**TASK STATEMENT**
The required result is every line of the records that includes "Bucks".

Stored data
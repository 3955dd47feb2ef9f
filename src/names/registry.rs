//! Built-in canonical entity tables.
//!
//! League team lists, common individual competitors, and a shortcut
//! alias table. Config may extend both at startup.

use serde::Serialize;
use std::collections::BTreeSet;

/// A canonical name plus every alias that resolves to it.
#[derive(Debug, Clone, PartialEq, Eq, Serialize)]
pub struct CanonicalEntity {
    pub canonical_name: String,
    pub alias_set: BTreeSet<String>,
}

impl CanonicalEntity {
    pub fn new(canonical_name: impl Into<String>) -> Self {
        Self {
            canonical_name: canonical_name.into(),
            alias_set: BTreeSet::new(),
        }
    }
}

/// A named block of canonical entities.
pub struct League {
    pub name: &'static str,
    pub entities: &'static [&'static str],
}

pub const LEAGUES: &[League] = &[
    League {
        name: "NBA",
        entities: &[
            "Atlanta Hawks", "Boston Celtics", "Brooklyn Nets", "Charlotte Hornets",
            "Chicago Bulls", "Cleveland Cavaliers", "Dallas Mavericks", "Denver Nuggets",
            "Detroit Pistons", "Golden State Warriors", "Houston Rockets", "Indiana Pacers",
            "Los Angeles Clippers", "Los Angeles Lakers", "Memphis Grizzlies", "Miami Heat",
            "Milwaukee Bucks", "Minnesota Timberwolves", "New Orleans Pelicans", "New York Knicks",
            "Oklahoma City Thunder", "Orlando Magic", "Philadelphia 76ers", "Phoenix Suns",
            "Portland Trail Blazers", "Sacramento Kings", "San Antonio Spurs", "Toronto Raptors",
            "Utah Jazz", "Washington Wizards",
        ],
    },
    League {
        name: "WNBA",
        entities: &[
            "Atlanta Dream", "Chicago Sky", "Connecticut Sun", "Dallas Wings",
            "Indiana Fever", "Las Vegas Aces", "Los Angeles Sparks", "Minnesota Lynx",
            "New York Liberty", "Phoenix Mercury", "Seattle Storm", "Washington Mystics",
        ],
    },
    League {
        name: "NFL",
        entities: &[
            "Arizona Cardinals", "Atlanta Falcons", "Baltimore Ravens", "Buffalo Bills",
            "Carolina Panthers", "Chicago Bears", "Cincinnati Bengals", "Cleveland Browns",
            "Dallas Cowboys", "Denver Broncos", "Detroit Lions", "Green Bay Packers",
            "Houston Texans", "Indianapolis Colts", "Jacksonville Jaguars", "Kansas City Chiefs",
            "Las Vegas Raiders", "Los Angeles Chargers", "Los Angeles Rams", "Miami Dolphins",
            "Minnesota Vikings", "New England Patriots", "New Orleans Saints", "New York Giants",
            "New York Jets", "Philadelphia Eagles", "Pittsburgh Steelers", "San Francisco 49ers",
            "Seattle Seahawks", "Tampa Bay Buccaneers", "Tennessee Titans", "Washington Commanders",
        ],
    },
    League {
        name: "MLB",
        entities: &[
            "Arizona Diamondbacks", "Atlanta Braves", "Baltimore Orioles", "Boston Red Sox",
            "Chicago Cubs", "Chicago White Sox", "Cincinnati Reds", "Cleveland Guardians",
            "Colorado Rockies", "Detroit Tigers", "Houston Astros", "Kansas City Royals",
            "Los Angeles Angels", "Los Angeles Dodgers", "Miami Marlins", "Milwaukee Brewers",
            "Minnesota Twins", "New York Mets", "New York Yankees", "Oakland Athletics",
            "Philadelphia Phillies", "Pittsburgh Pirates", "San Diego Padres", "San Francisco Giants",
            "Seattle Mariners", "St. Louis Cardinals", "Tampa Bay Rays", "Texas Rangers",
            "Toronto Blue Jays", "Washington Nationals",
        ],
    },
    League {
        name: "NHL",
        entities: &[
            "Anaheim Ducks", "Arizona Coyotes", "Boston Bruins", "Buffalo Sabres",
            "Calgary Flames", "Carolina Hurricanes", "Chicago Blackhawks", "Colorado Avalanche",
            "Columbus Blue Jackets", "Dallas Stars", "Detroit Red Wings", "Edmonton Oilers",
            "Florida Panthers", "Los Angeles Kings", "Minnesota Wild", "Montreal Canadiens",
            "Nashville Predators", "New Jersey Devils", "New York Islanders", "New York Rangers",
            "Ottawa Senators", "Philadelphia Flyers", "Pittsburgh Penguins", "San Jose Sharks",
            "Seattle Kraken", "St. Louis Blues", "Tampa Bay Lightning", "Toronto Maple Leafs",
            "Utah Hockey Club", "Vancouver Canucks", "Vegas Golden Knights", "Washington Capitals",
            "Winnipeg Jets",
        ],
    },
    League {
        name: "NASCAR",
        entities: &[
            "Chase Elliott", "Kyle Larson", "Denny Hamlin", "Martin Truex Jr", "Joey Logano",
            "Brad Keselowski", "Kevin Harvick", "Aric Almirola", "William Byron", "Alex Bowman",
            "Tyler Reddick", "Christopher Bell", "Ryan Blaney", "Austin Dillon", "Ross Chastain",
            "Bubba Wallace", "Michael McDowell", "Cole Custer", "Harrison Burton", "Noah Gragson",
            "Todd Gilliland", "Corey LaJoie", "Justin Haley", "BJ McLeod", "Ricky Stenhouse Jr",
            "Chris Buescher", "Erik Jones", "Austin Cindric", "Josh Bilicki",
        ],
    },
    League {
        name: "UFC",
        entities: &[
            "Jon Jones", "Stipe Miocic", "Francis Ngannou", "Ciryl Gane", "Tom Aspinall",
            "Islam Makhachev", "Alexander Volkanovski", "Max Holloway", "Dustin Poirier",
            "Charles Oliveira", "Conor McGregor", "Justin Gaethje", "Khabib Nurmagomedov",
            "Leon Edwards", "Kamaru Usman", "Colby Covington", "Sean Strickland", "Dricus Du Plessis",
            "Alex Pereira", "Israel Adesanya", "Jan Blachowicz", "Jiri Prochazka",
        ],
    },
    League {
        name: "Boxing",
        entities: &[
            "Tyson Fury", "Oleksandr Usyk", "Anthony Joshua", "Deontay Wilder",
            "Canelo Alvarez", "Gennady Golovkin", "Ryan Garcia", "Gervonta Davis",
            "Terence Crawford", "Errol Spence Jr", "Devin Haney", "Vasiliy Lomachenko",
        ],
    },
    League {
        name: "CFB",
        entities: &[
            "Alabama Crimson Tide", "Georgia Bulldogs", "Ohio State Buckeyes", "Michigan Wolverines",
            "Texas Longhorns", "Penn State Nittany Lions", "Notre Dame Fighting Irish",
            "Florida State Seminoles", "Clemson Tigers", "Oregon Ducks", "USC Trojans",
            "Oklahoma Sooners", "Texas A&M Aggies", "LSU Tigers", "Miami Hurricanes",
            "Tennessee Volunteers", "Washington Huskies", "Utah Utes", "TCU Horned Frogs",
        ],
    },
    League {
        name: "EPL",
        entities: &[
            "Arsenal", "Aston Villa", "Bournemouth", "Brentford", "Brighton",
            "Chelsea", "Crystal Palace", "Everton", "Fulham", "Ipswich Town",
            "Leicester City", "Liverpool", "Manchester City", "Manchester United",
            "Newcastle United", "Nottingham Forest", "Southampton", "Tottenham Hotspur",
            "West Ham United", "Wolverhampton Wanderers",
        ],
    },
];

/// Exact shortcuts. Keys are matched case-insensitively.
pub const ALIASES: &[(&str, &str)] = &[
    // NBA
    ("knicks", "New York Knicks"), ("ny knicks", "New York Knicks"),
    ("lakers", "Los Angeles Lakers"), ("la lakers", "Los Angeles Lakers"),
    ("warriors", "Golden State Warriors"), ("gsw", "Golden State Warriors"),
    ("golden state", "Golden State Warriors"),
    ("celtics", "Boston Celtics"),
    ("bulls", "Chicago Bulls"),
    ("heat", "Miami Heat"),
    ("nets", "Brooklyn Nets"), ("bk nets", "Brooklyn Nets"),
    ("bucks", "Milwaukee Bucks"),
    ("nuggets", "Denver Nuggets"),
    ("suns", "Phoenix Suns"),
    ("sixers", "Philadelphia 76ers"), ("philly", "Philadelphia 76ers"),
    ("76ers", "Philadelphia 76ers"),
    ("clippers", "Los Angeles Clippers"), ("la clippers", "Los Angeles Clippers"),
    ("raptors", "Toronto Raptors"),
    ("hawks", "Atlanta Hawks"),
    ("cavs", "Cleveland Cavaliers"), ("cavaliers", "Cleveland Cavaliers"),
    ("mavs", "Dallas Mavericks"), ("mavericks", "Dallas Mavericks"),
    ("grizzlies", "Memphis Grizzlies"),
    ("wolves", "Minnesota Timberwolves"), ("t-wolves", "Minnesota Timberwolves"),
    ("pelicans", "New Orleans Pelicans"),
    ("thunder", "Oklahoma City Thunder"), ("okc", "Oklahoma City Thunder"),
    ("magic", "Orlando Magic"),
    ("blazers", "Portland Trail Blazers"),
    ("kings", "Sacramento Kings"),
    ("spurs", "San Antonio Spurs"),
    ("jazz", "Utah Jazz"),
    ("wizards", "Washington Wizards"),
    ("pacers", "Indiana Pacers"),
    ("rockets", "Houston Rockets"),
    ("pistons", "Detroit Pistons"),
    ("hornets", "Charlotte Hornets"),
    // NFL
    ("cowboys", "Dallas Cowboys"), ("dak", "Dallas Cowboys"),
    ("patriots", "New England Patriots"), ("pats", "New England Patriots"),
    ("chiefs", "Kansas City Chiefs"), ("kc chiefs", "Kansas City Chiefs"),
    ("eagles", "Philadelphia Eagles"),
    ("bills", "Buffalo Bills"),
    ("ravens", "Baltimore Ravens"),
    ("49ers", "San Francisco 49ers"), ("niners", "San Francisco 49ers"),
    ("sf", "San Francisco 49ers"),
    ("rams", "Los Angeles Rams"), ("la rams", "Los Angeles Rams"),
    ("bengals", "Cincinnati Bengals"),
    ("steelers", "Pittsburgh Steelers"),
    ("packers", "Green Bay Packers"), ("gb", "Green Bay Packers"),
    ("seahawks", "Seattle Seahawks"),
    // MLB
    ("yankees", "New York Yankees"), ("ny yankees", "New York Yankees"),
    ("dodgers", "Los Angeles Dodgers"), ("la dodgers", "Los Angeles Dodgers"),
    ("red sox", "Boston Red Sox"),
    ("cubs", "Chicago Cubs"),
    ("mets", "New York Mets"),
    ("astros", "Houston Astros"),
    ("braves", "Atlanta Braves"),
    // NHL
    ("bruins", "Boston Bruins"),
    ("lightning", "Tampa Bay Lightning"), ("tb lightning", "Tampa Bay Lightning"),
    ("maple leafs", "Toronto Maple Leafs"), ("leafs", "Toronto Maple Leafs"),
    ("oilers", "Edmonton Oilers"),
    ("golden knights", "Vegas Golden Knights"), ("vgk", "Vegas Golden Knights"),
    ("rangers", "New York Rangers"), ("ny rangers", "New York Rangers"),
    ("penguins", "Pittsburgh Penguins"), ("pens", "Pittsburgh Penguins"),
    // EPL
    ("man city", "Manchester City"), ("city", "Manchester City"),
    ("man utd", "Manchester United"), ("man united", "Manchester United"),
    ("spurs fc", "Tottenham Hotspur"),
    ("wolves fc", "Wolverhampton Wanderers"),
    ("villa", "Aston Villa"),
];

**ANSWER BOX**
            "Milwaukee Bucks", "Minnesota Timberwolves", "New Orleans Pelicans", "New York Knicks",
    ("bucks", "Milwaukee Bucks"),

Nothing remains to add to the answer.